The SaveOurselves Movement for Justice and Democracy (SOS) joined many other groups in opposing the adoption of a resolution by the State Board of Education “preserving intellectual freedom and non-discrimination in Alabama’s public schools”. The Board held a hearing on the resolution on last Thursday and then on a 7 to 2 vote adopted the resolution and administrative rule to implement the proposal. The two Black members of the Board cast the dissenting votes on the resolution and administrative rule.
The State Board of Education made a vague statement in response to the teaching of “critical race theory” in Alabama public schools which sets unclear guidelines on the teaching of history in the state, which will limit a truthful consideration of slavery, the Jim Crow period and the Civil Rights Movement, in a state that played a major role in these historical developments.
SOS held a press conference in front of the State Board of Education building to explain its position on the State Board’s resolution and then participated with other groups presenting its position to the Board at the hearing. Attorney Faya Rose Toure, veteran civil rights activist presented SOS’s statement to the State Board.
In its statement, SOS states, “On first reading, this resolution appears to promote the humanity of all people. It states that white supremacy should not be taught and encouraged in Alabama’s public schools. But it insidiously allows teacher to disregard and even sanitize Alabama’s three-hundred-year history of slavery and segregation that instill white supremacy and black inferiority in nearly every child and institution in the state. Who will decide what is the respectable and responsible teaching of Alabama’s history of racial violence and injustice? That is the question and our concern.”
The SOS statement continues, “We are an interracial statewide organization committed to the ideals for the Declaration of Independence. For centuries, African American youth and Indigenous youth were legally denied basic civil and human rights. The denial of these rights was often secured with state sanctioned violence. After the Civil War, the promise of democracy for African American children was cruelly broken. Instead, those who committed treason to maintain the economic benefits of slavery were resurrected as heroes. Today, there are statues honoring the Confederate soldiers but nothing recognizing the two hundred thousand African American soldiers who fought to end the most demeaning barbaric slavery in human history.

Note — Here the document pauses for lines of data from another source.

//! Service configuration.

use std::time::Duration;

use serde::{Deserialize, Serialize};

#[derive(Debug, Clone, PartialEq, Eq, Serialize, Deserialize)]
#[serde(default)]
pub struct MarketConfig {
  /// Upper bound on every individual store call, in milliseconds.
  pub op_timeout_ms:  u64,
  /// Also replicate sessions to the global `sessions` list.
  pub global_replica: bool,
}

impl Default for MarketConfig {
  fn default() -> Self {
    Self { op_timeout_ms: 10_000, global_replica: true }
  }
}

impl MarketConfig {
  pub fn op_timeout(&self) -> Duration { Duration::from_millis(self.op_timeout_ms) }
}
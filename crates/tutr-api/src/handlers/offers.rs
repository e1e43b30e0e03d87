//! The public offer board.

use axum::{
  Json,
  extract::{Path, State},
  http::StatusCode,
};
use tutr_core::{
  key::OfferId,
  offer::{NewOffer, Offer},
  store::RecordStore,
};

use crate::{ApiJson, AppState, Result, auth::CurrentUser};

/// `GET /offers`
pub async fn list<S: RecordStore + 'static>(
  State(state): State<AppState<S>>,
) -> Result<Json<Vec<Offer>>> {
  Ok(Json(state.market.offers().list().await?))
}

/// `POST /offers`
pub async fn create<S: RecordStore + 'static>(
  State(state): State<AppState<S>>,
  CurrentUser(user): CurrentUser,
  ApiJson(input): ApiJson<NewOffer>,
) -> Result<(StatusCode, Json<Offer>)> {
  let offer = state.market.offers().create(user.id(), input).await?;
  Ok((StatusCode::CREATED, Json(offer)))
}

/// `GET /offers/{id}`
pub async fn get<S: RecordStore + 'static>(
  State(state): State<AppState<S>>,
  Path(id): Path<String>,
) -> Result<Json<Offer>> {
  let id: OfferId = id.parse()?;
  Ok(Json(state.market.offers().get(&id).await?))
}
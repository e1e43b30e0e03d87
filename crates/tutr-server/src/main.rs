//! tutr server binary.
//!
//! Reads `config.toml` (or the path given with `--config`) layered under
//! `TUTR_*` environment variables, opens the SQLite record store, and serves
//! the JSON API over HTTP.

mod settings;

use std::sync::Arc;

use anyhow::Context as _;
use clap::Parser;
use tokio::net::TcpListener;
use tower_http::trace::TraceLayer;
use tracing::level_filters::LevelFilter;
use tracing_subscriber::EnvFilter;
use tutr_api::AppState;
use tutr_market::Market;
use tutr_store_sqlite::SqliteStore;

use settings::{ServerConfig, expand_tilde};

#[derive(Parser)]
#[command(author, version, about = "Tutoring marketplace server")]
struct Cli {
  /// Path to the TOML configuration file.
  #[arg(short, long, default_value = "config.toml")]
  config: std::path::PathBuf,

  /// Override the configured listen port.
  #[arg(short, long)]
  port: Option<u16>,
}

#[tokio::main]
async fn main() -> anyhow::Result<()> {
  tracing_subscriber::fmt()
    .with_env_filter(
      EnvFilter::builder()
        .with_default_directive(LevelFilter::INFO.into())
        .from_env_lossy(),
    )
    .init();

  let cli = Cli::parse();

  let mut server_cfg = ServerConfig::load(&cli.config)?;
  if let Some(port) = cli.port {
    server_cfg.port = port;
  }

  let store_path = expand_tilde(&server_cfg.store_path);
  if let Some(parent) = store_path.parent().filter(|p| !p.as_os_str().is_empty()) {
    std::fs::create_dir_all(parent)
      .with_context(|| format!("failed to create {}", parent.display()))?;
  }

  let store = SqliteStore::open(&store_path)
    .await
    .with_context(|| format!("failed to open store at {store_path:?}"))?;
  tracing::info!(path = %store_path.display(), "opened record store");

  let market = Market::new(Arc::new(store), server_cfg.market.clone());
  let app = tutr_api::router(AppState::new(market)).layer(TraceLayer::new_for_http());
  let address = server_cfg.address();

  tracing::info!("Listening on http://{address}");
  let listener = TcpListener::bind(&address)
    .await
    .with_context(|| format!("failed to bind {address}"))?;

  serve(listener, app).await
}

async fn serve(listener: TcpListener, app: axum::Router) -> anyhow::Result<()> {
  axum::serve(listener, app)
    .with_graceful_shutdown(async {
      if let Err(err) = tokio::signal::ctrl_c().await {
        tracing::warn!(error = %err, "failed to listen for shutdown signal");
        std::future::pending::<()>().await;
      }
      tracing::info!("shutting down");
    })
    .await
    .context("server error")
}
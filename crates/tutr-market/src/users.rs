//! Student and tutor profiles.

use tutr_core::{
  key::UserId,
  path::scheme,
  store::{RecordStore, WriteBatch},
  user::{Profile, Role, User},
};

use crate::{
  Error, Result,
  gateway::{Gateway, encode},
};

/// Registration and role resolution over the `students` and `tutors`
/// collections.
pub struct UserDirectory<S> {
  gateway: Gateway<S>,
}

impl<S> Clone for UserDirectory<S> {
  fn clone(&self) -> Self { Self { gateway: self.gateway.clone() } }
}

/// Add the profile write for `id`, guarded on neither role holding it yet.
pub(crate) fn registration(
  batch: WriteBatch,
  id: &UserId,
  role: Role,
  profile: &Profile,
) -> Result<WriteBatch> {
  profile.validate()?;
  Ok(
    batch
      .guard(scheme::profile(Role::Student, id), None)
      .guard(scheme::profile(Role::Tutor, id), None)
      .set(scheme::profile(role, id), encode(profile)?),
  )
}

impl<S: RecordStore> UserDirectory<S> {
  pub fn new(gateway: Gateway<S>) -> Self { Self { gateway } }

  /// Store a profile under `role`. The id must not be present in either
  /// collection, which keeps the two disjoint.
  pub async fn register(&self, id: UserId, role: Role, profile: Profile) -> Result<User> {
    let batch = registration(WriteBatch::new(), &id, role, &profile)?;
    match self.gateway.commit(batch).await {
      Ok(()) => {
        tracing::info!(user = %id, %role, "registered user");
        Ok(User::new(role, id, profile))
      }
      Err(err) if err.is_precondition_failed() => Err(Error::AlreadyRegistered(id)),
      Err(err) => Err(err),
    }
  }

  /// Look the id up in both collections and return the tagged user.
  pub async fn resolve(&self, id: &UserId) -> Result<User> {
    let (student, tutor) = tokio::try_join!(
      self.profile(Role::Student, id),
      self.profile(Role::Tutor, id),
    )?;
    match (student, tutor) {
      (Some(profile), None) => Ok(User::new(Role::Student, id.clone(), profile)),
      (None, Some(profile)) => Ok(User::new(Role::Tutor, id.clone(), profile)),
      (Some(_), Some(_)) => Err(Error::RoleConflict(id.clone())),
      (None, None) => Err(Error::UserNotFound(id.clone())),
    }
  }

  pub async fn tutor(&self, id: &UserId) -> Result<User> {
    let profile = self
      .profile(Role::Tutor, id)
      .await?
      .ok_or_else(|| Error::TutorNotFound(id.clone()))?;
    Ok(User::new(Role::Tutor, id.clone(), profile))
  }

  pub async fn student(&self, id: &UserId) -> Result<User> {
    let profile = self
      .profile(Role::Student, id)
      .await?
      .ok_or_else(|| Error::StudentNotFound(id.clone()))?;
    Ok(User::new(Role::Student, id.clone(), profile))
  }

  async fn profile(&self, role: Role, id: &UserId) -> Result<Option<Profile>> {
    self.gateway.read(scheme::profile(role, id)).await
  }
}
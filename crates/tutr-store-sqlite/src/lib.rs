//! SQLite backend for the tutoring marketplace record store.
//!
//! Wraps [`tokio_rusqlite`] so all database access runs on a dedicated thread
//! without blocking the async runtime. Because every call is serialised on
//! that thread, watcher registration and change delivery are ordered with
//! respect to writes.

mod encode;
mod schema;
mod store;

pub mod error;

pub use error::{Error, Result};
pub use store::SqliteStore;
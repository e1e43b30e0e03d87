//! SQL schema for the record store.
//!
//! Executed once at connection startup. Future migrations will be gated on
//! `PRAGMA user_version`.

/// Full schema DDL; idempotent thanks to `CREATE TABLE IF NOT EXISTS`.
///
/// Only leaves are stored. Objects exist implicitly through the paths of their
/// descendants, so `null` and `{}` are never written.
pub const SCHEMA: &str = "
PRAGMA journal_mode = WAL;

CREATE TABLE IF NOT EXISTS nodes (
    path        TEXT PRIMARY KEY,  -- keys joined by '/'
    value_json  TEXT NOT NULL      -- scalar or array, JSON-encoded
) WITHOUT ROWID;

PRAGMA user_version = 1;
";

“Unfortunately, African American youth continue to be adversely impacted from slavery and segregation. African American men are only 12% of the population, but nearly 50% of the prison population. In nearly every area of life, African American people are at the bottom. Coronavirus is more deadly in the school to prison pipeline as a consequence of Alabama’s racial policies and practices that still fail to recognize the genius and talents of African American youth and children.
“The stories of resistance to Alabama’s draconian laws and policies are also critical to the attainment of truth and reconciliation. Three major movements for Civil Rights took place in Alabama to challenge the wheels of injustice and segregation, yet most students know nothing about the movements in Montgomery, Birmingham, and Selma. These stories are not critical race theories, they are based on factual events and proof of the ability of African American youth to resist racial oppression, but also drugs, gang violence and nonracial forces of injustice.
“To deny students of all races these stories is a grave injustice that keeps Alabama from being democratic and just. There can be no racial healing in the State until Alabama confronts its racial past and its clinging to monuments and policies that reveals its lack of will to recognize the humanity of all of its citizens.”